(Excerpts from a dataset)
# # #
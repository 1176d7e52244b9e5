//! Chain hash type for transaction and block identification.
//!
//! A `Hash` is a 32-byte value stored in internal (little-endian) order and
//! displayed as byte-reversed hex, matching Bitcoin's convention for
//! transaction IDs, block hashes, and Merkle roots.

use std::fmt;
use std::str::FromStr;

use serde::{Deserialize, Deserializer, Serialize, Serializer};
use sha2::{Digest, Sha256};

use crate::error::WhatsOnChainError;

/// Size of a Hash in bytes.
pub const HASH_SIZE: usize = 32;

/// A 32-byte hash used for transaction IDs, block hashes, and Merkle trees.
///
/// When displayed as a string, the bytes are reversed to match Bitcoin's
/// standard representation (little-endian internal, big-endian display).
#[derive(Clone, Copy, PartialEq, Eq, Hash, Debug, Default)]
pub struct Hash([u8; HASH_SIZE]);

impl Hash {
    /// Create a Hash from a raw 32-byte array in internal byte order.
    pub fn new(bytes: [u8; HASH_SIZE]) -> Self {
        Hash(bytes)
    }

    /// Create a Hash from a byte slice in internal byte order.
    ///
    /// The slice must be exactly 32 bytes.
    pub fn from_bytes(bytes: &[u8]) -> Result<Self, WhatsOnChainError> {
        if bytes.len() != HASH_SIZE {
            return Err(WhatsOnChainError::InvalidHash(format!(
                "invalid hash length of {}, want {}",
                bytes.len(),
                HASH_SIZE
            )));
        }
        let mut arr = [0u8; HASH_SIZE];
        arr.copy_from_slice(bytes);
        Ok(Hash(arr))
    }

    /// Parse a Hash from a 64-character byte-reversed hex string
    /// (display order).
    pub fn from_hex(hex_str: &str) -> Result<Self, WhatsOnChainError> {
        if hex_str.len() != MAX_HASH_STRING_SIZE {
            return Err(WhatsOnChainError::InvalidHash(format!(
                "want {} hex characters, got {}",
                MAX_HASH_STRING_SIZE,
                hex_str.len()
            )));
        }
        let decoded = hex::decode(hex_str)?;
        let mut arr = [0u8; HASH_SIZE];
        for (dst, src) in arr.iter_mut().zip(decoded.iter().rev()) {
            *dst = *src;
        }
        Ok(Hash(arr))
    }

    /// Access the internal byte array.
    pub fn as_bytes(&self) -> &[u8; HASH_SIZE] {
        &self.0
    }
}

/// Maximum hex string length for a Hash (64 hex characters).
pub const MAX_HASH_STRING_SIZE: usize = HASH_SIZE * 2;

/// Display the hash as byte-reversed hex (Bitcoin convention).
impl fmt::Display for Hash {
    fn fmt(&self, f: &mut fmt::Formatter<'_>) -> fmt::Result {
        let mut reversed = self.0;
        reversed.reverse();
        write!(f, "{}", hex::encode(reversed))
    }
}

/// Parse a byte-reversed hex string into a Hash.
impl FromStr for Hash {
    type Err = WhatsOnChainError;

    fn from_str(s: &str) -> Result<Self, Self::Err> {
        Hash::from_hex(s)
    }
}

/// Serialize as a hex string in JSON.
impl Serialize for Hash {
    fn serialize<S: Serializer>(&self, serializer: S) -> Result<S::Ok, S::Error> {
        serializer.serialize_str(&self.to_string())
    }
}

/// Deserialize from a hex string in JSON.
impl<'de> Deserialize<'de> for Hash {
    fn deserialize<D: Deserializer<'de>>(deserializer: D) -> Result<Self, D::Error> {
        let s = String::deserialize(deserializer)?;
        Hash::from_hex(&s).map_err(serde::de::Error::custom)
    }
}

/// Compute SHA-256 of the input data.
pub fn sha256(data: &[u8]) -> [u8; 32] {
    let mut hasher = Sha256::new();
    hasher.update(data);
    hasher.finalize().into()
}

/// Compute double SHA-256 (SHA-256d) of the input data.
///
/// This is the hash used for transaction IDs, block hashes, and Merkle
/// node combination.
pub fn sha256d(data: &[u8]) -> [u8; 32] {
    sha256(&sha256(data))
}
# # #
TASK DESCRIPTION:
Reproduce the data above in full, with no line missing.

SOLUTION TO THIS EXERCISE:
repository 1176d7e52244b9e5
//! Chain hash type for transaction and block identification.
//!
//! A `Hash` is a 32-byte value stored in internal (little-endian) order and
//! displayed as byte-reversed hex, matching Bitcoin's convention for
//! transaction IDs, block hashes, and Merkle roots.

use std::fmt;
use std::str::FromStr;

use serde::{Deserialize, Deserializer, Serialize, Serializer};
use sha2::{Digest, Sha256};

use crate::error::WhatsOnChainError;

/// Size of a Hash in bytes.
pub const HASH_SIZE: usize = 32;

/// A 32-byte hash used for transaction IDs, block hashes, and Merkle trees.
///
/// When displayed as a string, the bytes are reversed to match Bitcoin's
/// standard representation (little-endian internal, big-endian display).
#[derive(Clone, Copy, PartialEq, Eq, Hash, Debug, Default)]
pub struct Hash([u8; HASH_SIZE]);

impl Hash {
    /// Create a Hash from a raw 32-byte array in internal byte order.
    pub fn new(bytes: [u8; HASH_SIZE]) -> Self {
        Hash(bytes)
    }

    /// Create a Hash from a byte slice in internal byte order.
    ///
    /// The slice must be exactly 32 bytes.
    pub fn from_bytes(bytes: &[u8]) -> Result<Self, WhatsOnChainError> {
        if bytes.len() != HASH_SIZE {
            return Err(WhatsOnChainError::InvalidHash(format!(
                "invalid hash length of {}, want {}",
                bytes.len(),
                HASH_SIZE
            )));
        }
        let mut arr = [0u8; HASH_SIZE];
        arr.copy_from_slice(bytes);
        Ok(Hash(arr))
    }

    /// Parse a Hash from a 64-character byte-reversed hex string
    /// (display order).
    pub fn from_hex(hex_str: &str) -> Result<Self, WhatsOnChainError> {
        if hex_str.len() != MAX_HASH_STRING_SIZE {
            return Err(WhatsOnChainError::InvalidHash(format!(
                "want {} hex characters, got {}",
                MAX_HASH_STRING_SIZE,
                hex_str.len()
            )));
        }
        let decoded = hex::decode(hex_str)?;
        let mut arr = [0u8; HASH_SIZE];
        for (dst, src) in arr.iter_mut().zip(decoded.iter().rev()) {
            *dst = *src;
        }
        Ok(Hash(arr))
    }

    /// Access the internal byte array.
    pub fn as_bytes(&self) -> &[u8; HASH_SIZE] {
        &self.0
    }
}

/// Maximum hex string length for a Hash (64 hex characters).
pub const MAX_HASH_STRING_SIZE: usize = HASH_SIZE * 2;

/// Display the hash as byte-reversed hex (Bitcoin convention).
impl fmt::Display for Hash {
    fn fmt(&self, f: &mut fmt::Formatter<'_>) -> fmt::Result {
        let mut reversed = self.0;
        reversed.reverse();
        write!(f, "{}", hex::encode(reversed))
    }
}

/// Parse a byte-reversed hex string into a Hash.
impl FromStr for Hash {
    type Err = WhatsOnChainError;

    fn from_str(s: &str) -> Result<Self, Self::Err> {
        Hash::from_hex(s)
    }
}

/// Serialize as a hex string in JSON.
impl Serialize for Hash {
    fn serialize<S: Serializer>(&self, serializer: S) -> Result<S::Ok, S::Error> {
        serializer.serialize_str(&self.to_string())
    }
}

/// Deserialize from a hex string in JSON.
impl<'de> Deserialize<'de> for Hash {
    fn deserialize<D: Deserializer<'de>>(deserializer: D) -> Result<Self, D::Error> {
        let s = String::deserialize(deserializer)?;
        Hash::from_hex(&s).map_err(serde::de::Error::custom)
    }
}

/// Compute SHA-256 of the input data.
pub fn sha256(data: &[u8]) -> [u8; 32] {
    let mut hasher = Sha256::new();
    hasher.update(data);
    hasher.finalize().into()
}

/// Compute double SHA-256 (SHA-256d) of the input data.
///
/// This is the hash used for transaction IDs, block hashes, and Merkle
/// node combination.
pub fn sha256d(data: &[u8]) -> [u8; 32] {
    sha256(&sha256(data))
}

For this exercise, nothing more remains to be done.